Selenomethionine-catalyzed nickel ion reduction at a mercury electrode: applications in the analysis of nutritional supplements
Journal article, Peer reviewed
MetadataShow full item record
- Institutt for kjemi 
Selenomethionine (SeMet) is a catalyst for Ni(II) reduction at a mercury electrode in a borax buffer at pH around 9 and gives rise to a differential pulse voltammetric peak, A, at -0.74 V vs. the Ag|AgCl, (3 M KCl) reference electrode. Peak current is directly proportional to SeMet over the concentration range 0.4–10 µM. Alkali and alkali-earth ions depress to some extent the sensitivity but the current-concentration relationships remains linear even under these conditions. Differential pulse cathodic stripping voltammetry (DPCSV) in 0.01 M borax results in two partially overlapped peaks.

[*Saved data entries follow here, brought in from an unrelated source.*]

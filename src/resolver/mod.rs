//! Poster resolution orchestration.
//!
//! Composes the selector, index, download coordinator, token manager,
//! backoff gate and curation lists into the one operation the proxy
//! endpoint needs: "give me the poster file for this program". Serves from
//! disk whenever possible; otherwise selects, downloads once, validates the
//! payload and persists file + mapping.

use std::collections::HashSet;
use std::path::PathBuf;
use std::sync::Arc;

use chrono::{Duration, Utc};
use tracing::{debug, info, warn};
use url::Url;

use crate::backoff::{next_utc_midnight_plus, BackoffGate};
use crate::blocklist::Blocklist;
use crate::download::{DownloadCoordinator, DownloadSlot};
use crate::errors::FetchError;
use crate::index::ProgramImageIndex;
use crate::metadata::MetadataCache;
use crate::overrides::OverrideList;
use crate::selector::{select_poster, SelectionConfig};
use crate::token::TokenManager;
use crate::upstream::{image_fetch_url, image_id_from_uri, is_quota_message, ImageFetcher};

/// Buffer past UTC midnight before retrying after a download-quota body.
const QUOTA_RESET_BUFFER_MINUTES: i64 = 5;

/// A resolved, on-disk poster ready to serve.
#[derive(Debug, Clone)]
pub struct PosterFile {
    pub path: PathBuf,
    pub image_id: String,
}

pub struct PosterResolver {
    cache_dir: PathBuf,
    base_url: Url,
    selection: SelectionConfig,
    max_age: Duration,
    index: Arc<ProgramImageIndex>,
    metadata: Arc<MetadataCache>,
    downloads: Arc<DownloadCoordinator>,
    tokens: Arc<TokenManager>,
    gate: Arc<BackoffGate>,
    fetcher: Arc<dyn ImageFetcher>,
    overrides: Arc<OverrideList>,
    blocklist: Arc<Blocklist>,
}

impl PosterResolver {
    #[allow(clippy::too_many_arguments)]
    pub fn new(
        cache_dir: PathBuf,
        base_url: Url,
        selection: SelectionConfig,
        max_age_days: i64,
        index: Arc<ProgramImageIndex>,
        metadata: Arc<MetadataCache>,
        downloads: Arc<DownloadCoordinator>,
        tokens: Arc<TokenManager>,
        gate: Arc<BackoffGate>,
        fetcher: Arc<dyn ImageFetcher>,
        overrides: Arc<OverrideList>,
        blocklist: Arc<Blocklist>,
    ) -> Self {
        Self {
            cache_dir,
            base_url,
            selection,
            max_age: Duration::days(max_age_days.max(1)),
            index,
            metadata,
            downloads,
            tokens,
            gate,
            fetcher,
            overrides,
            blocklist,
        }
    }

    pub fn image_path(&self, image_id: &str) -> PathBuf {
        self.cache_dir.join(format!("{image_id}.jpg"))
    }

    /// Resolve the poster for a program. `pinned` skips selection and
    /// serves/downloads that exact image id; otherwise the override list is
    /// consulted, then the index, then the selector.
    pub async fn resolve(
        &self,
        program_id: &str,
        pinned: Option<&str>,
    ) -> Result<PosterFile, FetchError> {
        let pinned_id = match pinned {
            Some(id) if !id.is_empty() => Some(id.to_string()),
            _ => self.override_for_program(program_id).await,
        };
        if let Some(image_id) = pinned_id {
            return self.resolve_pinned(program_id, &image_id).await;
        }
        self.resolve_selected(program_id).await
    }

    /// Override lookup against the titles of already-cached metadata; never
    /// triggers a metadata fetch on its own.
    async fn override_for_program(&self, program_id: &str) -> Option<String> {
        let meta = self.metadata.get(program_id).await?;
        self.overrides
            .image_for_titles(meta.titles.iter().map(String::as_str))
            .map(str::to_string)
    }

    async fn resolve_pinned(
        &self,
        program_id: &str,
        image_id: &str,
    ) -> Result<PosterFile, FetchError> {
        if self.blocklist.contains(image_id) {
            self.purge_blocked(image_id).await;
            return Err(FetchError::NotFound);
        }

        let path = self.image_path(image_id);
        if path.exists() {
            self.index.set(program_id, image_id).await;
            return Ok(PosterFile {
                path,
                image_id: image_id.to_string(),
            });
        }

        // Bare image ids expand against the upstream image endpoint.
        self.download_guarded(program_id, image_id, image_id).await
    }

    async fn resolve_selected(&self, program_id: &str) -> Result<PosterFile, FetchError> {
        if let Some(entry) = self.index.get(program_id).await {
            let path = self.image_path(&entry.image_id);
            if path.exists() {
                if self.blocklist.contains(&entry.image_id) {
                    self.purge_blocked(&entry.image_id).await;
                } else {
                    let expired = entry
                        .last_request()
                        .map_or(true, |at| Utc::now() - at > self.max_age);
                    if !expired {
                        self.index.set(program_id, &entry.image_id).await;
                        return Ok(PosterFile {
                            path,
                            image_id: entry.image_id,
                        });
                    }
                    // Past the TTL: try to refresh, but an expired file is
                    // still better than an error while upstream is unhappy.
                    debug!(program_id, image_id = %entry.image_id, "cached poster expired, refreshing");
                    return match self.resolve_via_selection(program_id).await {
                        Ok(file) => Ok(file),
                        Err(e) => {
                            warn!(program_id, error = %e, "refresh failed, serving expired poster");
                            self.index.set(program_id, &entry.image_id).await;
                            Ok(PosterFile {
                                path,
                                image_id: entry.image_id,
                            })
                        }
                    };
                }
            } else {
                // Mapping points at a missing file: self-heal and re-resolve.
                debug!(program_id, image_id = %entry.image_id, "cached poster missing, dropping mapping");
                self.index.delete(program_id).await;
            }
        }

        self.resolve_via_selection(program_id).await
    }

    async fn resolve_via_selection(&self, program_id: &str) -> Result<PosterFile, FetchError> {
        // While paused, nothing new is fetched; requests without a cached
        // file get the retry hint.
        if let Some(remaining) = self.gate.should_block() {
            return Err(FetchError::throttled("upstream fetches paused", remaining));
        }

        let Some(meta) = self.metadata.get_or_fetch(program_id).await? else {
            return Err(FetchError::NotFound);
        };

        let Some(chosen) = select_poster(&meta.artwork, &self.selection) else {
            debug!(program_id, "no acceptable poster among candidates");
            return Err(FetchError::NotFound);
        };

        info!(
            program_id,
            uri = %chosen.uri,
            category = %chosen.category,
            aspect = %chosen.aspect,
            width = chosen.width,
            height = chosen.height,
            "resolved poster candidate"
        );

        let image_id = image_id_from_uri(&chosen.uri);
        if self.blocklist.contains(&image_id) {
            self.purge_blocked(&image_id).await;
            return Err(FetchError::NotFound);
        }

        // Another program may already have pulled this image down.
        let path = self.image_path(&image_id);
        if path.exists() {
            self.index.set(program_id, &image_id).await;
            return Ok(PosterFile { path, image_id });
        }

        let uri = chosen.uri.clone();
        self.download_guarded(program_id, &image_id, &uri).await
    }

    /// De-duplicated download: one owner fetches, everyone else waits and
    /// re-checks disk afterwards.
    async fn download_guarded(
        &self,
        program_id: &str,
        image_id: &str,
        uri: &str,
    ) -> Result<PosterFile, FetchError> {
        match self.downloads.acquire(image_id) {
            DownloadSlot::Owner => {
                let result = self.download_and_store(program_id, image_id, uri).await;
                self.downloads.release(image_id);
                result
            }
            DownloadSlot::Waiter(handle) => {
                debug!(image_id, "waiting on in-flight download");
                handle.wait().await;
                let path = self.image_path(image_id);
                if path.exists() {
                    self.index.set(program_id, image_id).await;
                    Ok(PosterFile {
                        path,
                        image_id: image_id.to_string(),
                    })
                } else {
                    Err(FetchError::upstream("concurrent download did not produce a file"))
                }
            }
        }
    }

    async fn download_and_store(
        &self,
        program_id: &str,
        image_id: &str,
        uri: &str,
    ) -> Result<PosterFile, FetchError> {
        let path = self.image_path(image_id);
        // The file may have landed while we queued for ownership.
        if path.exists() {
            self.index.set(program_id, image_id).await;
            return Ok(PosterFile {
                path,
                image_id: image_id.to_string(),
            });
        }

        if let Some(remaining) = self.gate.should_block() {
            return Err(FetchError::throttled("upstream fetches paused", remaining));
        }

        let token = self.tokens.token().await?;
        let (_, url) = image_fetch_url(&self.base_url, uri, &token);
        info!(program_id, image_id, "downloading poster from upstream");

        let mut fetched = self.fetcher.fetch_image(&url).await?;
        if fetched.status == 401 {
            // One forced refresh, then one retry; a second rejection is an
            // upstream fetch failure, not a retry loop.
            warn!(program_id, image_id, "upstream rejected token, refreshing once");
            let token = self.tokens.force_refresh_limited().await?;
            let (_, url) = image_fetch_url(&self.base_url, uri, &token);
            fetched = self.fetcher.fetch_image(&url).await?;
            if fetched.status == 401 {
                return Err(FetchError::AuthExpired);
            }
        }

        if fetched.status != 200 {
            return Err(FetchError::upstream(format!(
                "image fetch returned status {}",
                fetched.status
            )));
        }

        // Upstream sometimes answers 200 with a JSON error body; trust the
        // bytes, not the content type.
        if image::guess_format(&fetched.bytes).is_err() {
            if is_quota_message(&fetched.bytes) {
                let until = next_utc_midnight_plus(Utc::now(), QUOTA_RESET_BUFFER_MINUTES);
                self.gate.set_pause_until(until, "image download quota exceeded");
                return Err(FetchError::throttled(
                    "image download quota exceeded",
                    until - Utc::now(),
                ));
            }
            let detail = fetched
                .content_type
                .unwrap_or_else(|| "unrecognized bytes".to_string());
            return Err(FetchError::NonImagePayload { detail });
        }

        tokio::fs::write(&path, &fetched.bytes).await.map_err(|e| {
            warn!(image_id, path = %path.display(), error = %e, "failed to persist poster");
            FetchError::Persistence(e)
        })?;
        self.index.set(program_id, image_id).await;
        info!(program_id, image_id, bytes = fetched.bytes.len(), "poster cached");

        Ok(PosterFile {
            path,
            image_id: image_id.to_string(),
        })
    }

    async fn purge_blocked(&self, image_id: &str) {
        let path = self.image_path(image_id);
        match std::fs::remove_file(&path) {
            Ok(()) => info!(image_id, "removed blocklisted poster from cache"),
            Err(e) if e.kind() == std::io::ErrorKind::NotFound => {}
            Err(e) => warn!(image_id, error = %e, "failed to remove blocklisted poster"),
        }
        let mut ids = HashSet::new();
        ids.insert(image_id.to_string());
        self.index.delete_by_image_ids(&ids).await;
    }
}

The more negative (A, at about -0.74 V) is similar to that recorded with no deposition and is due to the catalysis by non-adsorbed SeMet, whereas the more positive one (B, at about –0.60 V) results from the catalysis by adsorbed SeMet. Only the DPCSV peak A appears if 0.1 M KNO3 is also present along with 0.01 M borax. Stearic acid, which is present in nutritional supplement tablets, improves the separation of the DPCSV peaks. Consequently, the peak B recorded with 0.01 M borax buffer allows determining SeMet in nutritional supplement tablets by the standard addition method.